Eilis (Saoirse Ronan) is a young Irish girl living in Enniscorthy, Ireland, but only JUST getting by due to the rather poor economy of Ireland at the time. She works for the local busybody and shop owner, Miss Kelly (Brid Brennan), but only can give her part time. Her sister, Rose (Fiona Glascott) works as a book keeper in town and the two take care of their aging mother (played by Jane Brennan). Eilis is about to change all this though, being that Rose has been able to set her up with some contacts in America where she will be heading off to. The good old Catholic guilt from Miss Kelly is hot and heavy, setting up the sense of desperation and dread that is to follow by berating Eilis for leaving and informing her that now Rose is stuck in her life, having to care for their aging mother until she dies.
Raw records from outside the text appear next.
//! # Database Connection Management
//!
//! This module provides database connection utilities and management functions
//! for establishing and maintaining connections using Sea-ORM.

use std::time::Duration;

use ::error::AppError;
use sea_orm::ConnectOptions;

use crate::SeaDb;

/// Database connection configuration
#[derive(Debug, Clone)]
pub struct DatabaseConfig {
    /// Full connection URL; overrides the individual PostgreSQL fields when set
    pub url:               Option<String>,
    /// Database host address
    pub host:              String,
    /// Database port number
    pub port:              u16,
    /// Database name
    pub database:          String,
    /// Database username
    pub username:          String,
    /// Database password
    pub password:          String,
    /// SSL mode for connection
    pub ssl_mode:          SslMode,
    /// Maximum connections in pool
    pub pool_size:         u32,
    /// Connection timeout in seconds
    pub connect_timeout:   u64,
    /// Statement timeout in seconds; a timed-out statement aborts its transaction
    pub statement_timeout: Option<u64>,
}

/// SSL mode options for PostgreSQL connections
#[derive(Debug, Clone, Copy, Default, PartialEq)]
pub enum SslMode {
    /// No SSL - only use for development
    #[default]
    Disable,
    /// Prefer SSL if available
    Prefer,
    /// Require SSL connection
    Require,
    /// Verify SSL certificate
    VerifyCa,
    /// Verify full SSL certificate chain
    VerifyFull,
}

impl SslMode {
    /// Converts the SSL mode to a PostgreSQL connection string value
    pub fn as_str(&self) -> &'static str {
        match self {
            SslMode::Disable => "disable",
            SslMode::Prefer => "prefer",
            SslMode::Require => "require",
            SslMode::VerifyCa => "verify-ca",
            SslMode::VerifyFull => "verify-full",
        }
    }

    /// Parses a connection string value, falling back to `Require`
    pub fn parse(value: &str) -> Self {
        match value {
            "disable" => SslMode::Disable,
            "prefer" => SslMode::Prefer,
            "verify-ca" => SslMode::VerifyCa,
            "verify-full" => SslMode::VerifyFull,
            _ => SslMode::Require,
        }
    }
}

impl DatabaseConfig {
    /// Creates a new configuration with default values
    #[must_use]
    pub fn new() -> Self {
        Self {
            url:               None,
            host:              "localhost".to_string(),
            port:              5432,
            database:          "warehouse".to_string(),
            username:          "warehouse".to_string(),
            password:          String::new(),
            ssl_mode:          SslMode::Require,
            pool_size:         10,
            connect_timeout:   30,
            statement_timeout: None,
        }
    }

    /// Sets a full connection URL (e.g. `sqlite://warehouse.db?mode=rwc`)
    #[must_use]
    pub fn with_url(mut self, url: &str) -> Self {
        self.url = Some(url.to_string());
        self
    }

    /// Sets the database host
    #[must_use]
    pub fn with_host(mut self, host: &str) -> Self {
        self.host = host.to_string();
        self
    }

    /// Sets the database port
    #[must_use]
    pub fn with_port(mut self, port: u16) -> Self {
        self.port = port;
        self
    }

    /// Sets the database name
    #[must_use]
    pub fn with_database(mut self, database: &str) -> Self {
        self.database = database.to_string();
        self
    }

    /// Sets the database username
    #[must_use]
    pub fn with_username(mut self, username: &str) -> Self {
        self.username = username.to_string();
        self
    }

    /// Sets the database password
    #[must_use]
    pub fn with_password(mut self, password: &str) -> Self {
        self.password = password.to_string();
        self
    }

    /// Sets the SSL mode
    #[must_use]
    pub fn with_ssl_mode(mut self, ssl_mode: SslMode) -> Self {
        self.ssl_mode = ssl_mode;
        self
    }

    /// Sets the connection pool size
    #[must_use]
    pub fn with_pool_size(mut self, pool_size: u32) -> Self {
        self.pool_size = pool_size;
        self
    }

    /// Sets the connection timeout in seconds
    #[must_use]
    pub fn with_connect_timeout(mut self, timeout: u64) -> Self {
        self.connect_timeout = timeout;
        self
    }

    /// Sets the statement timeout in seconds (None for no timeout)
    #[must_use]
    pub fn with_statement_timeout(mut self, timeout: Option<u64>) -> Self {
        self.statement_timeout = timeout;
        self
    }

    /// Builds the connection string
    ///
    /// An explicit URL wins; otherwise a PostgreSQL URL is assembled from the
    /// individual fields, carrying the statement timeout as a session option.
    #[must_use]
    pub fn build_connection_string(&self) -> String {
        if let Some(ref url) = self.url {
            return url.clone();
        }

        let mut url = format!(
            "postgres://{}:{}@{}:{}/{}?sslmode={}",
            encode_userinfo(&self.username),
            encode_userinfo(&self.password),
            self.host,
            self.port,
            self.database,
            self.ssl_mode.as_str()
        );
        if let Some(seconds) = self.statement_timeout {
            url.push_str(&format!("&options=-c%20statement_timeout%3D{}", seconds * 1000));
        }
        url
    }

    /// Pool options derived from this configuration
    #[must_use]
    pub fn connect_options(&self) -> ConnectOptions {
        let mut options = ConnectOptions::new(self.build_connection_string());
        options
            .max_connections(self.pool_size)
            .connect_timeout(Duration::from_secs(self.connect_timeout))
            .acquire_timeout(Duration::from_secs(self.connect_timeout))
            .sqlx_logging(false);
        options
    }

    /// Creates a database connection from this configuration
    ///
    /// # Errors
    ///
    /// Returns an error if the connection fails.
    pub async fn connect(&self) -> Result<SeaDb, AppError> { SeaDb::connect_with(self.connect_options()).await }
}

impl Default for DatabaseConfig {
    fn default() -> Self { Self::new() }
}

/// Percent-encodes a username or password for the userinfo part of a URL.
///
/// Unreserved characters pass through; everything else is encoded byte by byte.
fn encode_userinfo(value: &str) -> String {
    const HEX: &[u8; 16] = b"0123456789ABCDEF";
    let mut encoded = String::with_capacity(value.len().saturating_mul(3));
    for byte in value.bytes() {
        if byte.is_ascii_alphanumeric() || matches!(byte, b'-' | b'_' | b'.' | b'~') {
            encoded.push(byte as char);
        }
        else {
            encoded.push('%');
            encoded.push(HEX[(byte >> 4) as usize] as char);
            encoded.push(HEX[(byte & 0x0f) as usize] as char);
        }
    }
    encoded
}

/// Loads database configuration from environment variables
///
/// Reads the following environment variables:
/// - `WAREHOUSE_DATABASE_URL` (optional, overrides the fields below)
/// - `WAREHOUSE_DATABASE_HOST` (default: "localhost")
/// - `WAREHOUSE_DATABASE_PORT` (default: "5432")
/// - `WAREHOUSE_DATABASE_NAME` (default: "warehouse")
/// - `WAREHOUSE_DATABASE_USER` (default: "warehouse")
/// - `WAREHOUSE_DATABASE_PASSWORD` (default: "")
/// - `WAREHOUSE_DATABASE_SSL_MODE` (default: "require")
/// - `WAREHOUSE_DATABASE_POOL_SIZE` (default: "10")
/// - `WAREHOUSE_DATABASE_CONNECT_TIMEOUT` (default: "30")
/// - `WAREHOUSE_DATABASE_STATEMENT_TIMEOUT` (optional)
#[must_use]
pub fn load_config_from_env() -> DatabaseConfig {
    let get_env = |key: &str, default: &str| std::env::var(key).unwrap_or_else(|_| default.to_string());

    let port = get_env("WAREHOUSE_DATABASE_PORT", "5432")
        .parse()
        .unwrap_or(5432);
    let pool_size = get_env("WAREHOUSE_DATABASE_POOL_SIZE", "10")
        .parse()
        .unwrap_or(10);
    let connect_timeout = get_env("WAREHOUSE_DATABASE_CONNECT_TIMEOUT", "30")
        .parse()
        .unwrap_or(30);
    let statement_timeout = std::env::var("WAREHOUSE_DATABASE_STATEMENT_TIMEOUT")
        .ok()
        .and_then(|v| v.parse().ok());

    let config = DatabaseConfig::new()
        .with_host(&get_env("WAREHOUSE_DATABASE_HOST", "localhost"))
        .with_port(port)
        .with_database(&get_env("WAREHOUSE_DATABASE_NAME", "warehouse"))
        .with_username(&get_env("WAREHOUSE_DATABASE_USER", "warehouse"))
        .with_password(&get_env("WAREHOUSE_DATABASE_PASSWORD", ""))
        .with_ssl_mode(SslMode::parse(&get_env("WAREHOUSE_DATABASE_SSL_MODE", "require")))
        .with_pool_size(pool_size)
        .with_connect_timeout(connect_timeout)
        .with_statement_timeout(statement_timeout);

    match std::env::var("WAREHOUSE_DATABASE_URL") {
        Ok(url) if !url.trim().is_empty() => config.with_url(url.trim()),
        _ => config,
    }
}

/// Creates a database connection using environment variables
///
/// # Errors
///
/// Returns an error if the connection fails.
pub async fn connect_from_env() -> Result<SeaDb, AppError> { load_config_from_env().connect().await }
Refusing to let Miss Kelly ruin Eilis’ chance for a better life, Rose encourages the girl even further and sets her on her way to New York.

Eilis is set up monetarily when she arrives due to Roses contacts, and lives in a boarding house for girls run by the strict, but kind, Mrs. Kehoe (Julie Waters). Not only that she has gotten employment at a local department store, where Eilis has to struggle to overcome her shy personality in order to sell cosmetics. While she’s set up in the financial sense, Eilis is a hot mess internally, broken up and destroyed by the overwhelming sense of homesickness that she can’t seem to come out of. That is until she meets an Italian boy named Tony (Emory Cohen) who sweeps her off her feet in a rather low key manner. Eilis is not a frivolous girl, unlike the others in the boarding school, and not one to be swept away by a wink and a smile. However, Tony is not like that. Quiet, sincere, kind and unassuming the boy pursues her with an awkward sincerity that brings a smile to your face and certainly does to Eilis. Soon the too fall in love and are getting serious when Eilis receives a letter that Rose has died of a mysterious disease. Before running back to Ireland, Rose and Tony get hitched at the court house and off she runs back to Ireland.
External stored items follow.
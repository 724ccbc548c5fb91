//! Checkers Entity
//!
//! A person designated by a branch to verify inventories, optionally backed by a user account.
//!
//! CUSTOMIZATION REGION START: checkers_entity_custom_types
//! This region is preserved during entity regeneration. Add custom types and implementations here.
//! CUSTOMIZATION REGION END

use sea_orm::entity::prelude::*;
use serde::{Deserialize, Serialize};

#[derive(Clone, Debug, PartialEq, DeriveEntityModel, Eq, Serialize, Deserialize)]
#[sea_orm(table_name = "checkers")]
pub struct Model {
    #[sea_orm(primary_key)]
    pub id:        i32,
    pub branch_id: i32,
    pub user_id:   Option<i32>,
    pub name:      String,
    pub active:    bool,
}

#[derive(Copy, Clone, Debug, EnumIter, DeriveRelation)]
pub enum Relation {
    #[sea_orm(
        belongs_to = "super::branches::Entity",
        from = "Column::BranchId",
        to = "super::branches::Column::Id",
        on_update = "NoAction",
        on_delete = "Restrict"
    )]
    Branch,
    #[sea_orm(
        belongs_to = "super::users::Entity",
        from = "Column::UserId",
        to = "super::users::Column::Id",
        on_update = "NoAction",
        on_delete = "Restrict"
    )]
    User,
    #[sea_orm(has_many = "super::verifications::Entity")]
    Verifications,
}

impl Related<super::branches::Entity> for Entity {
    fn to() -> RelationDef { Relation::Branch.def() }
}

impl Related<super::users::Entity> for Entity {
    fn to() -> RelationDef { Relation::User.def() }
}

impl Related<super::verifications::Entity> for Entity {
    fn to() -> RelationDef { Relation::Verifications.def() }
}

impl ActiveModelBehavior for ActiveModel {}

// CUSTOMIZATION REGION START: checkers_entity_methods
// Add custom methods and trait implementations here
// CUSTOMIZATION REGION END
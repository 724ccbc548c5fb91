//! SeaORM implementation of [`LifecycleStore`].

use std::collections::{BTreeMap, BTreeSet};

use async_trait::async_trait;
use entity::{
    branches,
    checkers,
    companies,
    inventories,
    inventory_details,
    items,
    operating_groups,
    operatings,
    states,
    users,
    verifications,
    zones,
};
use error::{Result, ResultExt};
use logging::log_db_batch;
use sea_orm::{
    sea_query::Expr,
    ColumnTrait,
    ConnectionTrait,
    DatabaseConnection,
    DatabaseTransaction,
    DbErr,
    EntityName,
    EntityTrait,
    IdenStatic,
    QueryFilter,
    QueryOrder,
    QuerySelect,
    TransactionTrait,
};

use super::{LifecycleStore, BATCH_SIZE};
use crate::{
    graph::{BranchNode, CheckerNode, CompanyNode, InventoryNode, OperatingNode, SubtreeGraph, ZoneNode},
    kinds::{AggregateKind, EntityKind},
};

/// Runs `$body` with `$entity`, `$id` and `$active` bound to the table behind `$kind`.
macro_rules! with_table {
    ($kind:expr, | $entity:ident, $id:ident, $active:ident | $body:expr) => {
        match $kind {
            EntityKind::Company => with_table!(@bind companies, $entity, $id, $active, $body),
            EntityKind::Branch => with_table!(@bind branches, $entity, $id, $active, $body),
            EntityKind::Zone => with_table!(@bind zones, $entity, $id, $active, $body),
            EntityKind::Item => with_table!(@bind items, $entity, $id, $active, $body),
            EntityKind::Inventory => with_table!(@bind inventories, $entity, $id, $active, $body),
            EntityKind::InventoryDetail => with_table!(@bind inventory_details, $entity, $id, $active, $body),
            EntityKind::Verification => with_table!(@bind verifications, $entity, $id, $active, $body),
            EntityKind::Checker => with_table!(@bind checkers, $entity, $id, $active, $body),
            EntityKind::User => with_table!(@bind users, $entity, $id, $active, $body),
            EntityKind::Operating => with_table!(@bind operatings, $entity, $id, $active, $body),
            EntityKind::OperatingGroup => with_table!(@bind operating_groups, $entity, $id, $active, $body),
            EntityKind::State => with_table!(@bind states, $entity, $id, $active, $body),
        }
    };
    (@bind $module:ident, $entity:ident, $id:ident, $active:ident, $body:expr) => {{
        type $entity = $module::Entity;
        let $id = $module::Column::Id;
        let $active = $module::Column::Active;
        $body
    }};
}

/// Lifecycle store backed by a SeaORM connection pool.
#[derive(Debug, Clone)]
pub struct SeaStore {
    db: DatabaseConnection,
}

impl SeaStore {
    pub fn new(db: DatabaseConnection) -> Self {
        Self {
            db,
        }
    }

    pub fn connection(&self) -> &DatabaseConnection { &self.db }
}

#[async_trait]
impl LifecycleStore for SeaStore {
    async fn begin(&self) -> Result<DatabaseTransaction> { Ok(self.db.begin().await?) }

    async fn load_subtree(
        &self,
        txn: &DatabaseTransaction,
        root: AggregateKind,
        root_id: i32,
    ) -> Result<Option<SubtreeGraph>> {
        let loaded = match root {
            AggregateKind::Company => load_company(txn, root_id).await.map(|c| c.map(SubtreeGraph::Company)),
            AggregateKind::Branch => load_branch(txn, root_id).await.map(|b| b.map(SubtreeGraph::Branch)),
            AggregateKind::Zone => load_zone(txn, root_id).await.map(|z| z.map(SubtreeGraph::Zone)),
        };
        loaded.with_context(|| format!("loading {} {} subtree", root, root_id))
    }

    async fn remove_rows(&self, txn: &DatabaseTransaction, kind: EntityKind, ids: &[i32]) -> Result<u64> {
        if ids.is_empty() {
            return Ok(0);
        }
        let rows = with_table!(kind, |E, id, _active| delete_in::<E, _>(txn, id, ids).await)
            .with_context(|| format!("deleting from {}", kind.table_name()))?;
        log_db_batch!("delete", kind.table_name(), ids.len(), rows);
        Ok(rows)
    }

    async fn set_active_false(&self, txn: &DatabaseTransaction, kind: EntityKind, ids: &[i32]) -> Result<u64> {
        if ids.is_empty() {
            return Ok(0);
        }
        let rows = with_table!(kind, |E, id, active| deactivate_in::<E, _>(txn, id, active, ids).await)
            .with_context(|| format!("deactivating {}", kind.table_name()))?;
        log_db_batch!("deactivate", kind.table_name(), ids.len(), rows);
        Ok(rows)
    }

    async fn find_active(&self, txn: &DatabaseTransaction, kind: EntityKind, id: i32) -> Result<Option<bool>> {
        let active = with_table!(kind, |E, id_column, active| {
            E::find()
                .select_only()
                .column(active)
                .filter(id_column.eq(id))
                .into_tuple::<bool>()
                .one(txn)
                .await
        })?;
        Ok(active)
    }

    async fn dependents_of(&self, kind: EntityKind, id: i32) -> Result<Vec<String>> {
        let db = &self.db;
        let found = match kind {
            EntityKind::Company => vec![reference::<branches::Entity, _>(db, branches::Column::CompanyId, id).await?],
            EntityKind::Branch => {
                vec![
                    reference::<zones::Entity, _>(db, zones::Column::BranchId, id).await?,
                    reference::<checkers::Entity, _>(db, checkers::Column::BranchId, id).await?,
                ]
            },
            EntityKind::Zone => {
                vec![
                    reference::<items::Entity, _>(db, items::Column::ZoneId, id).await?,
                    reference::<inventories::Entity, _>(db, inventories::Column::ZoneId, id).await?,
                ]
            },
            EntityKind::Item => {
                vec![reference::<inventory_details::Entity, _>(db, inventory_details::Column::ItemId, id).await?]
            },
            EntityKind::Inventory => {
                vec![
                    reference::<inventory_details::Entity, _>(db, inventory_details::Column::InventoryId, id).await?,
                    reference::<verifications::Entity, _>(db, verifications::Column::InventoryId, id).await?,
                ]
            },
            EntityKind::Checker => {
                vec![reference::<verifications::Entity, _>(db, verifications::Column::CheckerId, id).await?]
            },
            EntityKind::User => {
                vec![
                    reference::<companies::Entity, _>(db, companies::Column::UserId, id).await?,
                    reference::<branches::Entity, _>(db, branches::Column::UserId, id).await?,
                    reference::<zones::Entity, _>(db, zones::Column::UserId, id).await?,
                    reference::<checkers::Entity, _>(db, checkers::Column::UserId, id).await?,
                    reference::<operatings::Entity, _>(db, operatings::Column::UserId, id).await?,
                ]
            },
            EntityKind::Operating => {
                vec![reference::<operating_groups::Entity, _>(db, operating_groups::Column::OperatingId, id).await?]
            },
            EntityKind::State => {
                vec![
                    reference::<items::Entity, _>(db, items::Column::StateId, id).await?,
                    reference::<inventory_details::Entity, _>(db, inventory_details::Column::StateId, id).await?,
                ]
            },
            EntityKind::InventoryDetail | EntityKind::Verification | EntityKind::OperatingGroup => Vec::new(),
        };
        Ok(found.into_iter().flatten().collect())
    }
}

async fn delete_in<E, C>(conn: &C, id: E::Column, ids: &[i32]) -> std::result::Result<u64, DbErr>
where
    E: EntityTrait,
    C: ConnectionTrait,
{
    let mut rows = 0;
    for chunk in ids.chunks(BATCH_SIZE) {
        let result = E::delete_many()
            .filter(id.is_in(chunk.iter().copied()))
            .exec(conn)
            .await?;
        rows += result.rows_affected;
    }
    Ok(rows)
}

async fn deactivate_in<E, C>(conn: &C, id: E::Column, active: E::Column, ids: &[i32]) -> std::result::Result<u64, DbErr>
where
    E: EntityTrait,
    C: ConnectionTrait,
{
    let mut rows = 0;
    for chunk in ids.chunks(BATCH_SIZE) {
        let result = E::update_many()
            .col_expr(active, Expr::value(false))
            .filter(id.is_in(chunk.iter().copied()))
            .exec(conn)
            .await?;
        rows += result.rows_affected;
    }
    Ok(rows)
}

/// Rows of `E` whose `column` is one of `parents`, ordered by `order` within each chunk.
///
/// Every parent lands in exactly one chunk, so the children of one parent stay in order.
async fn find_in<E, C>(conn: &C, column: E::Column, order: E::Column, parents: &[i32]) -> std::result::Result<Vec<E::Model>, DbErr>
where
    E: EntityTrait,
    C: ConnectionTrait,
{
    let mut found = Vec::new();
    for chunk in parents.chunks(BATCH_SIZE) {
        let rows = E::find()
            .filter(column.is_in(chunk.iter().copied()))
            .order_by_asc(order)
            .all(conn)
            .await?;
        found.extend(rows);
    }
    Ok(found)
}

/// `Some("table.column")` if any row of `E` references `id` through `column`.
async fn reference<E, C>(conn: &C, column: E::Column, id: i32) -> std::result::Result<Option<String>, DbErr>
where
    E: EntityTrait,
    C: ConnectionTrait,
{
    let found = E::find().filter(column.eq(id)).one(conn).await?;
    Ok(found.map(|_| format!("{}.{}", E::default().table_name(), column.as_str())))
}
//! In-memory subtree materialized by [`LifecycleStore::load_subtree`](crate::LifecycleStore::load_subtree).
//!
//! The graph holds identities only; orchestrators plan against it without
//! touching the database again.

use crate::kinds::AggregateKind;

#[derive(Debug, Clone, Default, PartialEq, Eq)]
pub struct CompanyNode {
    pub id:         i32,
    pub active:     bool,
    pub user_id:    Option<i32>,
    pub branches:   Vec<BranchNode>,
    /// Operating records of every user reachable from the company.
    pub operatings: Vec<OperatingNode>,
}

#[derive(Debug, Clone, Default, PartialEq, Eq)]
pub struct BranchNode {
    pub id:       i32,
    pub active:   bool,
    pub user_id:  Option<i32>,
    pub zones:    Vec<ZoneNode>,
    pub checkers: Vec<CheckerNode>,
}

#[derive(Debug, Clone, Default, PartialEq, Eq)]
pub struct ZoneNode {
    pub id:          i32,
    pub active:      bool,
    pub user_id:     Option<i32>,
    pub item_ids:    Vec<i32>,
    pub inventories: Vec<InventoryNode>,
}

#[derive(Debug, Clone, Default, PartialEq, Eq)]
pub struct InventoryNode {
    pub id:               i32,
    pub detail_ids:       Vec<i32>,
    pub verification_ids: Vec<i32>,
}

#[derive(Debug, Clone, Default, PartialEq, Eq)]
pub struct CheckerNode {
    pub id:               i32,
    pub user_id:          Option<i32>,
    pub verification_ids: Vec<i32>,
}

#[derive(Debug, Clone, Default, PartialEq, Eq)]
pub struct OperatingNode {
    pub id:        i32,
    pub user_id:   i32,
    pub group_ids: Vec<i32>,
}

/// A materialized aggregate and everything it owns.
#[derive(Debug, Clone, PartialEq, Eq)]
pub enum SubtreeGraph {
    Company(CompanyNode),
    Branch(BranchNode),
    Zone(ZoneNode),
}

impl SubtreeGraph {
    pub fn aggregate(&self) -> AggregateKind {
        match self {
            SubtreeGraph::Company(_) => AggregateKind::Company,
            SubtreeGraph::Branch(_) => AggregateKind::Branch,
            SubtreeGraph::Zone(_) => AggregateKind::Zone,
        }
    }

    pub fn root_id(&self) -> i32 {
        match self {
            SubtreeGraph::Company(node) => node.id,
            SubtreeGraph::Branch(node) => node.id,
            SubtreeGraph::Zone(node) => node.id,
        }
    }

    pub fn root_active(&self) -> bool {
        match self {
            SubtreeGraph::Company(node) => node.active,
            SubtreeGraph::Branch(node) => node.active,
            SubtreeGraph::Zone(node) => node.active,
        }
    }
}

impl CompanyNode {
    /// Every user referenced anywhere below (and including) the company, duplicates included.
    pub fn user_refs(&self) -> impl Iterator<Item = i32> + '_ {
        self.user_id
            .into_iter()
            .chain(self.branches.iter().flat_map(BranchNode::user_refs))
    }
}

impl BranchNode {
    pub fn user_refs(&self) -> impl Iterator<Item = i32> + '_ {
        self.user_id
            .into_iter()
            .chain(self.zones.iter().filter_map(|zone| zone.user_id))
            .chain(self.checkers.iter().filter_map(|checker| checker.user_id))
    }
}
[img]http://www.hometheatershack.com/gallery/file.php?n=67634[/img]Coming back to Enniscorthy is like a breath of fresh air for Eilis and her homesickness that she thought she had squashed comes back full force. It doesn’t help when everyone around her is getting married and pushing her towards the handsome Jim Farrell (Domhnall Gleeson) who has taken an interest in Eilis. Almost fearful of telling the people around her that she is married, Eilis starts to slowly re-integrate herself back into the little Irish town and soon the decision to go back to New York is so difficult that it’s unbearable to even think about. That is until one blast form the past brings that choice to in a manner that must make Eilis choose WHERE home really is. 
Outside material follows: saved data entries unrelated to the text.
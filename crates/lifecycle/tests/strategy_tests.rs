//! # Strategy Tests
//!
//! Logical and permanent deletes, and resolver routing through the service.

mod common;

use common::*;
use entity::{inventory_details, items, users};
use lifecycle::{DeletionMode, EntityKind, LifecycleService};
use sea_orm::EntityTrait;

#[tokio::test]
async fn test_logical_delete_flips_active_flag() {
    let db = setup_db().await;
    let s = scenario(&db).await;
    let service = LifecycleService::from_connection(db.clone());

    assert!(service
        .delete(EntityKind::Item, s.item, DeletionMode::Logical, None)
        .await
        .unwrap());

    let item = items::Entity::find_by_id(s.item)
        .one(&db)
        .await
        .unwrap()
        .expect("logical delete keeps the row");
    assert!(!item.active);

    // Second call finds the row already inactive.
    assert!(!service
        .delete(EntityKind::Item, s.item, DeletionMode::Logical, None)
        .await
        .unwrap());
}

#[tokio::test]
async fn test_logical_delete_of_missing_row_returns_false() {
    let db = setup_db().await;
    let service = LifecycleService::from_connection(db);

    assert!(!service
        .delete(EntityKind::Zone, 42, DeletionMode::Logical, None)
        .await
        .unwrap());
}

#[tokio::test]
async fn test_logical_delete_of_user_by_another_user() {
    let db = setup_db().await;
    let s = scenario(&db).await;
    let service = LifecycleService::from_connection(db.clone());

    let err = service
        .delete(EntityKind::User, s.u1, DeletionMode::Logical, Some(s.u1))
        .await
        .unwrap_err();
    assert_eq!(err.code(), "BAD_REQUEST");
    assert!(user_active(&db, s.u1).await);

    assert!(service
        .delete(EntityKind::User, s.u1, DeletionMode::Logical, Some(s.u3))
        .await
        .unwrap());
    let u1 = users::Entity::find_by_id(s.u1)
        .one(&db)
        .await
        .unwrap()
        .expect("users are never hard-deleted");
    assert!(!u1.active);
}

#[tokio::test]
async fn test_permanent_delete_removes_leaf_row() {
    let db = setup_db().await;
    let s = scenario(&db).await;
    let service = LifecycleService::from_connection(db.clone());

    assert!(service
        .delete(EntityKind::InventoryDetail, s.detail, DeletionMode::Permanent, None)
        .await
        .unwrap());
    assert!(inventory_details::Entity::find_by_id(s.detail)
        .one(&db)
        .await
        .unwrap()
        .is_none());

    assert!(!service
        .delete(EntityKind::InventoryDetail, s.detail, DeletionMode::Permanent, None)
        .await
        .unwrap());
}

#[tokio::test]
async fn test_permanent_delete_with_dependents_names_the_relation() {
    let db = setup_db().await;
    let s = scenario(&db).await;
    let service = LifecycleService::from_connection(db.clone());

    let err = service
        .delete(EntityKind::Item, s.item, DeletionMode::Permanent, None)
        .await
        .unwrap_err();
    assert_eq!(err.code(), "CONFLICT");
    assert!(!err.is_retryable());
    assert!(err.message().contains("inventory_details.item_id"), "{}", err);

    assert!(items::Entity::find_by_id(s.item)
        .one(&db)
        .await
        .unwrap()
        .is_some());

    let err = service
        .delete(EntityKind::Inventory, s.inventory, DeletionMode::Permanent, None)
        .await
        .unwrap_err();
    assert!(err.message().contains("inventory_details.inventory_id"), "{}", err);
    assert!(err.message().contains("verifications.inventory_id"), "{}", err);
}

#[tokio::test]
async fn test_unregistered_pair_is_rejected_before_touching_storage() {
    let db = setup_db().await;
    let s = scenario(&db).await;
    let before = snapshot(&db).await;
    let store = RecordingStore::new(db.clone());
    let service = LifecycleService::new(store.clone());

    let err = service
        .delete(EntityKind::User, s.u1, DeletionMode::Permanent, None)
        .await
        .unwrap_err();
    assert_eq!(err.code(), "CONFIG_ERROR");

    let err = service
        .delete(EntityKind::Item, s.item, DeletionMode::Cascade, None)
        .await
        .unwrap_err();
    assert_eq!(err.code(), "CONFIG_ERROR");

    assert!(store.writes().is_empty());
    assert_eq!(snapshot(&db).await, before);
}

#[tokio::test]
async fn test_cascade_mode_routes_to_orchestrator() {
    let db = setup_db().await;
    let s = scenario(&db).await;
    let service = LifecycleService::from_connection(db.clone());

    assert!(service
        .delete(EntityKind::Zone, s.zone, DeletionMode::Cascade, Some(s.u2))
        .await
        .unwrap());
    assert!(items::Entity::find_by_id(s.item)
        .one(&db)
        .await
        .unwrap()
        .is_none());
    assert!(user_active(&db, s.u2).await);
}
“Brooklyn” is a very quiet and laid back movie, and seems like it actually comes from a different generation of film making. So many movie today are a bustle of energy and excitement, just filled to the brim with conflicts and conundrums that turn romances into a whirlwind of excitement that won’t let up (despite the fact that their relationship is usually only about a day or so long and they’re soooooooooooooooooo in love!). “Brooklyn”, on the other hand, takes its time getting into the romantic liaison between Eilis and Tony, instead focusing on watching Eilis adapt to her new surrounds and even when they DO start going down that road the focus continues to be on Eilis and her adapting to New York City life. There is no real hiccup in their relationship except for when Eilis is confronted with her own past back in Ireland. 

I was rather worried about how they were going to handle the return to Ireland when I read up on the situation. She’s a married woman going back home for a funeral, only to be enticed by her old home and the handsome rich Irish gentleman who takes a fancy to her. It reeked of cheap theatrics and the old “the heart wants what the heart wants” superficiality from first glance. Instead I was incredibly surprised to see Eilis handle the entire situation realistically and very fulfilling by the time the credits role. There is not stupid romantic issues where she wants both men, and sleeps with both only to come to her sense. Instead director John Crowley focuses on Eilis’s home sickness and the struggle she goes through coming to grips with just WHERE home was. The movie is simple, yet incredibly sweet and alluring, making you truly root for the two lovers. 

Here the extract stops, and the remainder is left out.